'''
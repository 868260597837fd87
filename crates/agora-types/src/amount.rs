//! Fixed-point amounts.
//!
//! Every monetary and voting-power value is a `u128` count of base units.
//! Ratios (quorum, shares of supply) use the same `10^18` scale as token
//! amounts, so `0.2%` is `2 * 10^15`.

use crate::error::TypesError;
use num_bigint::BigUint;
use num_traits::ToPrimitive;

/// Token amount in base units.
pub type Amount = u128;

/// Unix timestamp in seconds.
pub type Timestamp = u64;

/// Fixed-point scale (10^18).
pub const SCALE: Amount = 1_000_000_000_000_000_000;

/// Number of decimals represented by [`SCALE`].
pub const DECIMALS: u32 = 18;

/// Computes `a * b / denominator` without intermediate overflow.
pub fn mul_div(a: Amount, b: Amount, denominator: Amount) -> Result<Amount, TypesError> {
    if denominator == 0 {
        return Err(TypesError::DivisionByZero);
    }
    let product = BigUint::from(a) * BigUint::from(b);
    (product / BigUint::from(denominator))
        .to_u128()
        .ok_or(TypesError::AmountOverflow)
}

/// Share of `whole` represented by `part`, at [`SCALE`].
///
/// Saturates at `Amount::MAX`. An empty `whole` yields zero for an empty
/// `part` and `Amount::MAX` otherwise.
pub fn ratio(part: Amount, whole: Amount) -> Amount {
    if whole == 0 {
        return if part == 0 { 0 } else { Amount::MAX };
    }
    let scaled = BigUint::from(part) * BigUint::from(SCALE) / BigUint::from(whole);
    scaled.to_u128().unwrap_or(Amount::MAX)
}

/// Parse a decimal string such as `"1.5"` into base units with `decimals` places.
pub fn parse_units(s: &str, decimals: u32) -> Result<Amount, TypesError> {
    let (whole, frac) = match s.split_once('.') {
        Some((w, f)) => (w, f),
        None => (s, ""),
    };
    if whole.is_empty() && frac.is_empty() {
        return Err(TypesError::InvalidAmountString(s.to_string()));
    }
    if frac.len() > decimals as usize {
        return Err(TypesError::InvalidAmountString(format!(
            "{} has more than {} decimals",
            s, decimals
        )));
    }

    let unit = 10u128
        .checked_pow(decimals)
        .ok_or(TypesError::AmountOverflow)?;
    let whole: Amount = if whole.is_empty() { 0 } else { whole.parse()? };
    let frac_value: Amount = if frac.is_empty() {
        0
    } else {
        let padded = format!("{:0<width$}", frac, width = decimals as usize);
        padded.parse()?
    };

    whole
        .checked_mul(unit)
        .and_then(|w| w.checked_add(frac_value))
        .ok_or(TypesError::AmountOverflow)
}

/// Render base units as a decimal string with `decimals` places, trimming
/// trailing zeros.
pub fn format_units(amount: Amount, decimals: u32) -> String {
    let unit = 10u128.pow(decimals);
    let whole = amount / unit;
    let frac = amount % unit;
    if frac == 0 {
        return whole.to_string();
    }
    let frac = format!("{:0>width$}", frac, width = decimals as usize);
    format!("{}.{}", whole, frac.trim_end_matches('0'))
}

/// Serde adapter writing amounts as decimal strings.
///
/// TOML integers are 64-bit, so `u128` amounts travel as strings. Plain
/// integers are still accepted on input.
#[cfg(feature = "serde")]
pub mod decimal_string {
    use super::Amount;
    use serde::de::Error as _;
    use serde::{Deserialize, Deserializer, Serializer};

    #[derive(Deserialize)]
    #[serde(untagged)]
    enum Repr {
        Str(String),
        Int(u64),
    }

    pub fn serialize<S: Serializer>(value: &Amount, serializer: S) -> Result<S::Ok, S::Error> {
        serializer.collect_str(value)
    }

    pub fn deserialize<'de, D: Deserializer<'de>>(deserializer: D) -> Result<Amount, D::Error> {
        match Repr::deserialize(deserializer)? {
            Repr::Str(s) => s.trim().parse().map_err(D::Error::custom),
            Repr::Int(n) => Ok(Amount::from(n)),
        }
    }
}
'''
▶ **About this task**:
Please reproduce each entry above exactly as it reads.

▶ **Exercise answer**:
repository 868260597837fd87
filename crates/agora-types/src/amount.rs
//! Fixed-point amounts.
//!
//! Every monetary and voting-power value is a `u128` count of base units.
//! Ratios (quorum, shares of supply) use the same `10^18` scale as token
//! amounts, so `0.2%` is `2 * 10^15`.

use crate::error::TypesError;
use num_bigint::BigUint;
use num_traits::ToPrimitive;

/// Token amount in base units.
pub type Amount = u128;

/// Unix timestamp in seconds.
pub type Timestamp = u64;

/// Fixed-point scale (10^18).
pub const SCALE: Amount = 1_000_000_000_000_000_000;

/// Number of decimals represented by [`SCALE`].
pub const DECIMALS: u32 = 18;

/// Computes `a * b / denominator` without intermediate overflow.
pub fn mul_div(a: Amount, b: Amount, denominator: Amount) -> Result<Amount, TypesError> {
    if denominator == 0 {
        return Err(TypesError::DivisionByZero);
    }
    let product = BigUint::from(a) * BigUint::from(b);
    (product / BigUint::from(denominator))
        .to_u128()
        .ok_or(TypesError::AmountOverflow)
}

/// Share of `whole` represented by `part`, at [`SCALE`].
///
/// Saturates at `Amount::MAX`. An empty `whole` yields zero for an empty
/// `part` and `Amount::MAX` otherwise.
pub fn ratio(part: Amount, whole: Amount) -> Amount {
    if whole == 0 {
        return if part == 0 { 0 } else { Amount::MAX };
    }
    let scaled = BigUint::from(part) * BigUint::from(SCALE) / BigUint::from(whole);
    scaled.to_u128().unwrap_or(Amount::MAX)
}

/// Parse a decimal string such as `"1.5"` into base units with `decimals` places.
pub fn parse_units(s: &str, decimals: u32) -> Result<Amount, TypesError> {
    let (whole, frac) = match s.split_once('.') {
        Some((w, f)) => (w, f),
        None => (s, ""),
    };
    if whole.is_empty() && frac.is_empty() {
        return Err(TypesError::InvalidAmountString(s.to_string()));
    }
    if frac.len() > decimals as usize {
        return Err(TypesError::InvalidAmountString(format!(
            "{} has more than {} decimals",
            s, decimals
        )));
    }

    let unit = 10u128
        .checked_pow(decimals)
        .ok_or(TypesError::AmountOverflow)?;
    let whole: Amount = if whole.is_empty() { 0 } else { whole.parse()? };
    let frac_value: Amount = if frac.is_empty() {
        0
    } else {
        let padded = format!("{:0<width$}", frac, width = decimals as usize);
        padded.parse()?
    };

    whole
        .checked_mul(unit)
        .and_then(|w| w.checked_add(frac_value))
        .ok_or(TypesError::AmountOverflow)
}

/// Render base units as a decimal string with `decimals` places, trimming
/// trailing zeros.
pub fn format_units(amount: Amount, decimals: u32) -> String {
    let unit = 10u128.pow(decimals);
    let whole = amount / unit;
    let frac = amount % unit;
    if frac == 0 {
        return whole.to_string();
    }
    let frac = format!("{:0>width$}", frac, width = decimals as usize);
    format!("{}.{}", whole, frac.trim_end_matches('0'))
}

/// Serde adapter writing amounts as decimal strings.
///
/// TOML integers are 64-bit, so `u128` amounts travel as strings. Plain
/// integers are still accepted on input.
#[cfg(feature = "serde")]
pub mod decimal_string {
    use super::Amount;
    use serde::de::Error as _;
    use serde::{Deserialize, Deserializer, Serializer};

    #[derive(Deserialize)]
    #[serde(untagged)]
    enum Repr {
        Str(String),
        Int(u64),
    }

    pub fn serialize<S: Serializer>(value: &Amount, serializer: S) -> Result<S::Ok, S::Error> {
        serializer.collect_str(value)
    }

    pub fn deserialize<'de, D: Deserializer<'de>>(deserializer: D) -> Result<Amount, D::Error> {
        match Repr::deserialize(deserializer)? {
            Repr::Str(s) => s.trim().parse().map_err(D::Error::custom),
            Repr::Int(n) => Ok(Amount::from(n)),
        }
    }
}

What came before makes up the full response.